King of the Court: serving up SCC success

Photo by Martin Musialczyk
Caption: Left to Right: Co-head coach Raquel Chumpitaz-West, Co-head coach Mark West, and volleyball player Elizabeth Malmgren

By Sara Rutherford

Around 3:30 p.m. on most days, Mark West can be found playfully critiquing student-athletes and laughing with students while supervising the school’s fitness center. On this particular day West saunters into the weight room with a sheepish grin, moving toward a group of basketball players.

“Listen to this,” West says excitedly, looking more like a high school jock than the head coach he is. West then sings a few bars of a song rap he has made up for the basketball players.
For the students and staff who frequent the school’s athletic facilities this is a typical day in the weight room. Used to West’s playful persona, they may be surprised to learn that much of Shoreline community outside the gym doesn’t know Mark West. Coach West is Varsity Women’s Volleyball Coach.

And, although Coach West is a self-described “really shy person,” it’s clear the SCC gym is one place where he feels comfortable to break out of his shell. With 20 years at SCC and 19 of those coaching the Dolphin’s alongside his wife, former Olympian Raquel Chumpitaz-West, it is no wonder West feels at home at SCC.

“It really seems like he’s found his happiness in life,” says Dolphin’s basketball player and weight room regular William “Big Will” Luckett.

“He’s extremely supportive, always hanging out with us and giving advice,” says Antonio Foster, third assistant men’s basketball coach, co-weight room supervisor and former SCC basketball star.

One piece of advice that Coach West is quick to offer to anyone is “no excuses.” “Young people love to make excuses,” West says, citing it as his number-one pet-peeve. And it is clear from both his team’s 2016 NWAC Volleyball Championship and his own personal achievements that excuses have no place in West’s life.

As a child, West was an avid athlete. A Seattle-native, he was first introduced to sports through friends in his Greenwood neighborhood. West joined local baseball and football teams and often played catch and basketball for fun. At age 13, however, West was in a car crash, resulting in a broken leg and scars that are still visible 30-plus years later. Recovery took West over a year and he was ordered by doctors not to return to contact sports. Luckily for West, not long after being released from the hospital, he ran into a neighborhood coach who invited him to join his adult volleyball team.

“I had never seen volleyball as a real sport until that time,” West says. He nevertheless decided to give it a try. By age 16 West was invited to play for the NW Evergreen Juniors, the only Washington state team to compete in nationals. West and his teammates became three-time national champions.

After conquering the world of youth volleyball during high school, West went on to George William’s College in Illinois where he earned a Bachelor’s Degree in Economics and Political Science while playing Division I college volleyball.

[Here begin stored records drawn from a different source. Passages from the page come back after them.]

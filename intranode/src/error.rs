use crate::types::{AllReduceAlgo, DataType, Rank};

pub type Result<T> = std::result::Result<T, IntraNodeError>;

/// Broad failure categories, used by callers deciding whether to retry on
/// the fallback collective or abort.
#[derive(Debug, Clone, Copy, PartialEq, Eq)]
pub enum ErrorKind {
    /// Unknown enum value or unsupported element format.
    InvalidArgument,
    /// Buffer layout, placement or size does not meet the engine's contract.
    Precondition,
    /// The link matrix is not a topology the engine can drive.
    Topology,
    /// The device runtime failed to launch, copy or complete.
    DeviceRuntime,
}

#[derive(Debug, thiserror::Error)]
pub enum IntraNodeError {
    #[error("unknown topology value {value}")]
    UnknownTopology { value: u8 },

    #[error("unknown all-reduce algorithm value {value}")]
    UnknownAlgorithm { value: u8 },

    #[error("no all-reduce algorithm selected; use the fallback collective")]
    NoAlgorithm,

    #[error("unsupported data type: {dtype} for operation {op}")]
    UnsupportedDType { dtype: DataType, op: &'static str },

    #[error("{algo} requires {requirement}")]
    AlgorithmMismatch {
        algo: &'static str,
        requirement: &'static str,
    },

    #[error("input buffer is not contiguous")]
    NonContiguous,

    #[error("input is resident on device {actual}, expected device {expected}")]
    WrongDevice { expected: u32, actual: u32 },

    #[error("aligned size {required} bytes exceeds buffer capacity {capacity} bytes")]
    CapacityExceeded { required: usize, capacity: usize },

    #[error("{numel} elements overflow the addressable size once padded")]
    SizeOverflow { numel: usize },

    #[error("buffer size mismatch: expected {expected} elements, got {actual}")]
    BufferSizeMismatch { expected: usize, actual: usize },

    #[error("invalid rank {rank}: world size is {world_size}")]
    InvalidRank { rank: Rank, world_size: u32 },

    #[error("invalid world size {world_size}: {reason}")]
    InvalidWorldSize {
        world_size: u32,
        reason: &'static str,
    },

    #[error("configuration error: {reason}")]
    Config { reason: String },

    #[error("topology error: {reason}")]
    Topology { reason: String },

    #[error("shape mismatch: rank {rank} aligned {local} elements, rank {peer} aligned {remote}")]
    ShapeMismatch {
        rank: Rank,
        peer: Rank,
        local: usize,
        remote: usize,
    },

    #[error("algorithm mismatch: rank {rank} launches {local}, rank {peer} launches {remote}")]
    AlgorithmDisagreement {
        rank: Rank,
        peer: Rank,
        local: AllReduceAlgo,
        remote: AllReduceAlgo,
    },

    #[error("rank {rank} block {block} timed out after {timeout_ms}ms waiting on rank {peer}")]
    AcquireTimeout {
        rank: Rank,
        peer: Rank,
        block: usize,
        timeout_ms: u64,
    },

    #[error("device runtime error: {message}")]
    Device {
        message: String,
        #[source]
        source: Option<Box<dyn std::error::Error + Send + Sync>>,
    },
}

impl IntraNodeError {
    /// Create a `Device` error with just a message.
    pub fn device(msg: impl Into<String>) -> Self {
        Self::Device {
            message: msg.into(),
            source: None,
        }
    }

    /// Create a `Device` error with a message and a source error.
    pub fn device_with_source(
        msg: impl Into<String>,
        source: impl std::error::Error + Send + Sync + 'static,
    ) -> Self {
        Self::Device {
            message: msg.into(),
            source: Some(Box::new(source)),
        }
    }

    pub fn kind(&self) -> ErrorKind {
        match self {
            Self::UnknownTopology { .. }
            | Self::UnknownAlgorithm { .. }
            | Self::NoAlgorithm
            | Self::UnsupportedDType { .. }
            | Self::AlgorithmMismatch { .. }
            | Self::Config { .. } => ErrorKind::InvalidArgument,
            Self::NonContiguous
            | Self::WrongDevice { .. }
            | Self::CapacityExceeded { .. }
            | Self::SizeOverflow { .. }
            | Self::BufferSizeMismatch { .. }
            | Self::InvalidRank { .. }
            | Self::InvalidWorldSize { .. }
            | Self::ShapeMismatch { .. }
            | Self::AlgorithmDisagreement { .. } => ErrorKind::Precondition,
            Self::Topology { .. } => ErrorKind::Topology,
            Self::AcquireTimeout { .. } | Self::Device { .. } => ErrorKind::DeviceRuntime,
        }
    }
}
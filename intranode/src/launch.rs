//! Alignment and launch geometry shared by all reduction kernels.

use crate::error::{IntraNodeError, Result};
use crate::types::AllReduceAlgo;

/// Bytes one worker moves per vectorized access.
pub const BYTES_PER_THREAD: usize = 16;
pub const WARP_SIZE: usize = 32;
pub const THREADS_PER_BLOCK: usize = 1024;

/// Compile-time ceiling on blocks per launch; sync counters are allocated
/// per block up to this bound.
pub const MAX_ALL_REDUCE_BLOCKS: usize = 24;

/// bf16 elements per vectorized access.
pub const NUMEL_PER_THREAD: usize = BYTES_PER_THREAD / 2;

/// Vectorization unit: elements covered by one warp-wide access.
pub const NUMEL_PER_WARP: usize = NUMEL_PER_THREAD * WARP_SIZE;

/// Round `n` up to the next multiple of `align`, or `None` on overflow or a
/// zero `align`.
pub const fn align_up(n: usize, align: usize) -> Option<usize> {
    n.checked_next_multiple_of(align)
}

/// Multiplier applied to the vectorization unit when padding for `algo`.
///
/// Sharded pads so the buffer splits into `world_size` equal shards.
pub fn alignment_factor(algo: AllReduceAlgo, world_size: usize) -> usize {
    match algo {
        AllReduceAlgo::Sharded => world_size,
        _ => 1,
    }
}

/// Padded element count for `algo`.
pub fn aligned_numel(numel: usize, algo: AllReduceAlgo, world_size: usize) -> Option<usize> {
    align_up(numel, NUMEL_PER_WARP * alignment_factor(algo, world_size))
}

/// Launch geometry of one kernel on one device.
#[derive(Debug, Clone, Copy, PartialEq, Eq)]
pub struct LaunchPlan {
    /// Caller's element count; nothing at or past this index is written to
    /// the output.
    pub numel: usize,
    pub numel_aligned: usize,
    pub blocks: usize,
    pub threads: usize,
}

impl LaunchPlan {
    pub fn new(
        numel: usize,
        algo: AllReduceAlgo,
        world_size: usize,
        max_blocks: usize,
    ) -> Result<Self> {
        if algo == AllReduceAlgo::None {
            return Err(IntraNodeError::NoAlgorithm);
        }
        if world_size == 0 {
            return Err(IntraNodeError::InvalidWorldSize {
                world_size: 0,
                reason: "at least one rank is required",
            });
        }
        if max_blocks == 0 || max_blocks > MAX_ALL_REDUCE_BLOCKS {
            return Err(IntraNodeError::Config {
                reason: format!("max_blocks {max_blocks} outside 1..={MAX_ALL_REDUCE_BLOCKS}"),
            });
        }

        // The padded byte size must be addressable as well.
        let numel_aligned = aligned_numel(numel, algo, world_size)
            .filter(|n| n.checked_mul(BYTES_PER_THREAD / NUMEL_PER_THREAD).is_some())
            .ok_or(IntraNodeError::SizeOverflow { numel })?;
        let num_warps = numel_aligned / NUMEL_PER_WARP;
        let warps_per_block = THREADS_PER_BLOCK / WARP_SIZE;

        let (blocks, threads) = if num_warps < warps_per_block {
            (1, num_warps * WARP_SIZE)
        } else {
            ((num_warps / warps_per_block).min(max_blocks), THREADS_PER_BLOCK)
        };

        Ok(Self {
            numel,
            numel_aligned,
            blocks,
            threads,
        })
    }

    /// Number of vectorized elements one grid-wide step covers.
    pub fn stride(&self) -> usize {
        self.blocks * self.threads * NUMEL_PER_THREAD
    }

    pub fn block(&self, index: usize) -> BlockIdx {
        BlockIdx {
            index,
            grid_dim: self.blocks,
            block_dim: self.threads,
        }
    }
}

/// Coordinates of one execution block within a launch.
#[derive(Debug, Clone, Copy, PartialEq, Eq)]
pub struct BlockIdx {
    pub index: usize,
    pub grid_dim: usize,
    pub block_dim: usize,
}

impl BlockIdx {
    /// Vector offsets below `limit` visited by this block's workers, each
    /// grid-striding from its own start.
    pub fn lane_offsets(self, limit: usize) -> impl Iterator<Item = usize> {
        let stride = self.grid_dim * self.block_dim * NUMEL_PER_THREAD;
        let base = self.block_dim * self.index;
        (0..self.block_dim).flat_map(move |lane| {
            ((base + lane) * NUMEL_PER_THREAD..limit).step_by(stride.max(1))
        })
    }
}
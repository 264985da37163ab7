use intranode::launch::aligned_numel;
use intranode::{
    AllReduceAlgo, DataType, IntraNodeError, LaunchPlan, TensorDesc, Topology, select_algorithm,
};
use proptest::prelude::*;

fn arb_other_dtype() -> impl Strategy<Value = DataType> {
    prop_oneof![
        Just(DataType::F32),
        Just(DataType::F64),
        Just(DataType::F16),
        Just(DataType::I8),
        Just(DataType::I32),
        Just(DataType::I64),
        Just(DataType::U8),
    ]
}

#[test]
fn test_thresholds_at_256_kib() {
    let at = TensorDesc::bf16(131_072, 0);
    let above = TensorDesc::bf16(131_073, 0);
    assert_eq!(
        select_algorithm(&at, Topology::FullyConnected, 4).unwrap(),
        AllReduceAlgo::SmallBuffer
    );
    assert_eq!(
        select_algorithm(&above, Topology::FullyConnected, 4).unwrap(),
        AllReduceAlgo::Sharded
    );
    assert_eq!(
        select_algorithm(&at, Topology::HybridCubeMesh, 8).unwrap(),
        AllReduceAlgo::MeshRelay
    );
    assert_eq!(
        select_algorithm(&above, Topology::HybridCubeMesh, 8).unwrap(),
        AllReduceAlgo::None
    );
}

#[test]
fn test_beyond_ten_mib_declines() {
    let desc = TensorDesc::bf16(6 * 1024 * 1024, 0);
    assert_eq!(
        select_algorithm(&desc, Topology::FullyConnected, 8).unwrap(),
        AllReduceAlgo::None
    );
}

proptest! {
    /// Non-bf16 inputs are declined on every topology and size.
    #[test]
    fn prop_other_formats_declined(
        dtype in arb_other_dtype(),
        numel in 0usize..1 << 24,
        world in 1usize..=8,
        mesh in any::<bool>(),
    ) {
        let desc = TensorDesc { dtype, numel, contiguous: true, device: 0 };
        let topology = if mesh {
            Topology::HybridCubeMesh
        } else {
            Topology::FullyConnected
        };
        prop_assert_eq!(select_algorithm(&desc, topology, world).unwrap(), AllReduceAlgo::None);
    }

    /// Fully connected groups pick the cheapest path the size allows.
    #[test]
    fn prop_fully_connected_monotone(numel in 0usize..6 * 1024 * 1024, world in 1usize..=8) {
        let desc = TensorDesc::bf16(numel, 0);
        let algo = select_algorithm(&desc, Topology::FullyConnected, world).unwrap();
        let unit = 256;
        let small = numel.div_ceil(unit) * unit * 2;
        let sharded = numel.div_ceil(unit * world) * unit * world * 2;
        let expected = if small <= 256 * 1024 {
            AllReduceAlgo::SmallBuffer
        } else if sharded <= 10 * 1024 * 1024 {
            AllReduceAlgo::Sharded
        } else {
            AllReduceAlgo::None
        };
        prop_assert_eq!(algo, expected);
    }

    /// The mesh never selects a fully-connected path.
    #[test]
    fn prop_mesh_only_relays(numel in 0usize..1 << 20) {
        let desc = TensorDesc::bf16(numel, 0);
        let algo = select_algorithm(&desc, Topology::HybridCubeMesh, 8).unwrap();
        prop_assert!(matches!(algo, AllReduceAlgo::MeshRelay | AllReduceAlgo::None));
        prop_assert_eq!(algo == AllReduceAlgo::MeshRelay, numel <= 131_072);
    }
}

proptest! {
    /// Selection is total: sizes near the top of the address space fall back
    /// instead of overflowing.
    #[test]
    fn prop_selection_total_near_overflow(gap in 0usize..1 << 16, world in 1usize..=8) {
        let desc = TensorDesc::bf16(usize::MAX - gap, 0);
        let algo = select_algorithm(&desc, Topology::FullyConnected, world).unwrap();
        prop_assert_eq!(algo, AllReduceAlgo::None);
        let plan = LaunchPlan::new(usize::MAX - gap, AllReduceAlgo::Sharded, world, 24);
        prop_assert!(matches!(plan, Err(IntraNodeError::SizeOverflow { .. })), "expected SizeOverflow, got {:?}", plan);
    }

    /// Padding is the smallest multiple of the algorithm's unit at or above N.
    #[test]
    fn prop_alignment_is_tight(numel in 0usize..1 << 22, world in 1usize..=8) {
        for algo in [AllReduceAlgo::SmallBuffer, AllReduceAlgo::Sharded, AllReduceAlgo::MeshRelay] {
            let unit = 256 * if algo == AllReduceAlgo::Sharded { world } else { 1 };
            let aligned = aligned_numel(numel, algo, world).unwrap();
            prop_assert_eq!(aligned % unit, 0);
            prop_assert!(aligned >= numel);
            prop_assert!(aligned < numel + unit);
        }
    }

    /// Every lane offset below the padded length is visited by exactly one
    /// block.
    #[test]
    fn prop_lanes_cover_once(numel in 1usize..200_000, world in 1usize..=8, max_blocks in 1usize..=24) {
        let plan = LaunchPlan::new(numel, AllReduceAlgo::Sharded, world, max_blocks).unwrap();
        let mut seen = vec![false; plan.numel_aligned / 8];
        for b in 0..plan.blocks {
            for off in plan.block(b).lane_offsets(plan.numel_aligned) {
                prop_assert_eq!(off % 8, 0);
                prop_assert!(!seen[off / 8], "offset {} visited twice", off);
                seen[off / 8] = true;
            }
        }
        prop_assert!(seen.iter().all(|s| *s));
    }
}
//! Device-visible bf16 regions.
//!
//! A [`DeviceBuffer`] is the registered per-rank region every peer can load
//! from and store to directly. All words are accessed atomically so that a
//! peer's accesses never tear; ordering between ranks comes exclusively from
//! the signal protocol in [`crate::sync`], never from the buffer itself.

use std::sync::atomic::{AtomicU16, Ordering};

use half::bf16;

use crate::error::{IntraNodeError, Result};
use crate::launch::NUMEL_PER_THREAD;
use crate::memory::Bf16x8;

/// Fixed-capacity region of bf16 elements owned by one device.
pub struct DeviceBuffer {
    device: u32,
    words: Box<[AtomicU16]>,
}

impl DeviceBuffer {
    /// Allocate a zero-filled region of `capacity_bytes` on `device`.
    pub fn zeroed(device: u32, capacity_bytes: usize) -> Self {
        let len = capacity_bytes / std::mem::size_of::<bf16>();
        Self {
            device,
            words: (0..len).map(|_| AtomicU16::new(0)).collect(),
        }
    }

    pub fn device(&self) -> u32 {
        self.device
    }

    /// Capacity in elements.
    pub fn capacity(&self) -> usize {
        self.words.len()
    }

    pub fn capacity_bytes(&self) -> usize {
        self.words.len() * std::mem::size_of::<bf16>()
    }

    /// Uncached load, safe to issue against a peer's region.
    #[inline]
    pub fn load(&self, idx: usize) -> bf16 {
        bf16::from_bits(self.words[idx].load(Ordering::Relaxed))
    }

    /// Write-through store, visible to peers once the writer releases.
    #[inline]
    pub fn store(&self, idx: usize, v: bf16) {
        self.words[idx].store(v.to_bits(), Ordering::Relaxed);
    }

    /// Cached load; only valid for data this device wrote itself.
    #[inline]
    pub fn load_local(&self, idx: usize) -> bf16 {
        bf16::from_bits(self.words[idx].load(Ordering::Relaxed))
    }

    #[inline]
    pub fn load_vec(&self, off: usize) -> Bf16x8 {
        Bf16x8(std::array::from_fn(|i| self.load(off + i)))
    }

    #[inline]
    pub fn load_local_vec(&self, off: usize) -> Bf16x8 {
        Bf16x8(std::array::from_fn(|i| self.load_local(off + i)))
    }

    #[inline]
    pub fn store_vec(&self, off: usize, v: &Bf16x8) {
        for (i, x) in v.lanes().iter().enumerate() {
            self.store(off + i, *x);
        }
    }

    /// Copy host data into the region starting at `offset`.
    pub fn write_from(&self, offset: usize, src: &[bf16]) -> Result<()> {
        self.check_range(offset, src.len())?;
        for (i, v) in src.iter().enumerate() {
            self.store(offset + i, *v);
        }
        Ok(())
    }

    /// Copy `dst.len()` elements starting at `offset` back to the host.
    pub fn read_into(&self, offset: usize, dst: &mut [bf16]) -> Result<()> {
        self.check_range(offset, dst.len())?;
        for (i, v) in dst.iter_mut().enumerate() {
            *v = self.load(offset + i);
        }
        Ok(())
    }

    fn check_range(&self, offset: usize, len: usize) -> Result<()> {
        let end = offset.checked_add(len).unwrap_or(usize::MAX);
        if end > self.capacity() {
            return Err(IntraNodeError::CapacityExceeded {
                required: end.saturating_mul(std::mem::size_of::<bf16>()),
                capacity: self.capacity_bytes(),
            });
        }
        Ok(())
    }
}

impl std::fmt::Debug for DeviceBuffer {
    fn fmt(&self, f: &mut std::fmt::Formatter<'_>) -> std::fmt::Result {
        f.debug_struct("DeviceBuffer")
            .field("device", &self.device)
            .field("capacity", &self.capacity())
            .finish()
    }
}

/// Shared write view over the caller's output slice for the duration of a
/// launch. Blocks write disjoint vectors concurrently through it.
pub struct OutputView<'a> {
    words: &'a [AtomicU16],
}

impl<'a> OutputView<'a> {
    pub fn new(data: &'a mut [bf16]) -> Self {
        // SAFETY: `bf16` is `repr(transparent)` over `u16`, and `AtomicU16`
        // has the same size and alignment as `u16`. The exclusive borrow
        // keeps every non-atomic access out for `'a`.
        let words =
            unsafe { std::slice::from_raw_parts(data.as_mut_ptr() as *const AtomicU16, data.len()) };
        Self { words }
    }

    /// Number of writable elements; the caller's unpadded length.
    pub fn len(&self) -> usize {
        self.words.len()
    }

    pub fn is_empty(&self) -> bool {
        self.words.is_empty()
    }

    /// Store a vector at `off`, dropping lanes at or past `len()`.
    #[inline]
    pub fn store_vec(&self, off: usize, v: &Bf16x8) {
        if off + NUMEL_PER_THREAD <= self.words.len() {
            for (i, x) in v.lanes().iter().enumerate() {
                self.words[off + i].store(x.to_bits(), Ordering::Relaxed);
            }
        } else {
            for (i, x) in v.lanes().iter().enumerate() {
                if off + i < self.words.len() {
                    self.words[off + i].store(x.to_bits(), Ordering::Relaxed);
                }
            }
        }
    }
}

West then moved to New York where he refereed and coached as well as participated in the Empire Games, which he describes as “a mini Olympics for New York.” It was in New York that he met his wife and his co-head coach, Raquel Chumpitaz-West. They began coaching together and have been a team ever since.

Last season West and wife lead the Dolphins to an NWAC championship. The ever-humble coach credits Raquel’s “level-headedness and organizational skills” and a “good group of girls.”

But although West does great work at SCC, he says his most memorable moment was at the 2012 Paralympic Games in London where he witnessed a man with no arms or legs swimming a race. “It inspires you to not give up. We have everything, no excuses,” Coach West says, looking up at a basketball player fumbling around the weight room.

“Why aren’t you in the gym?” West quips.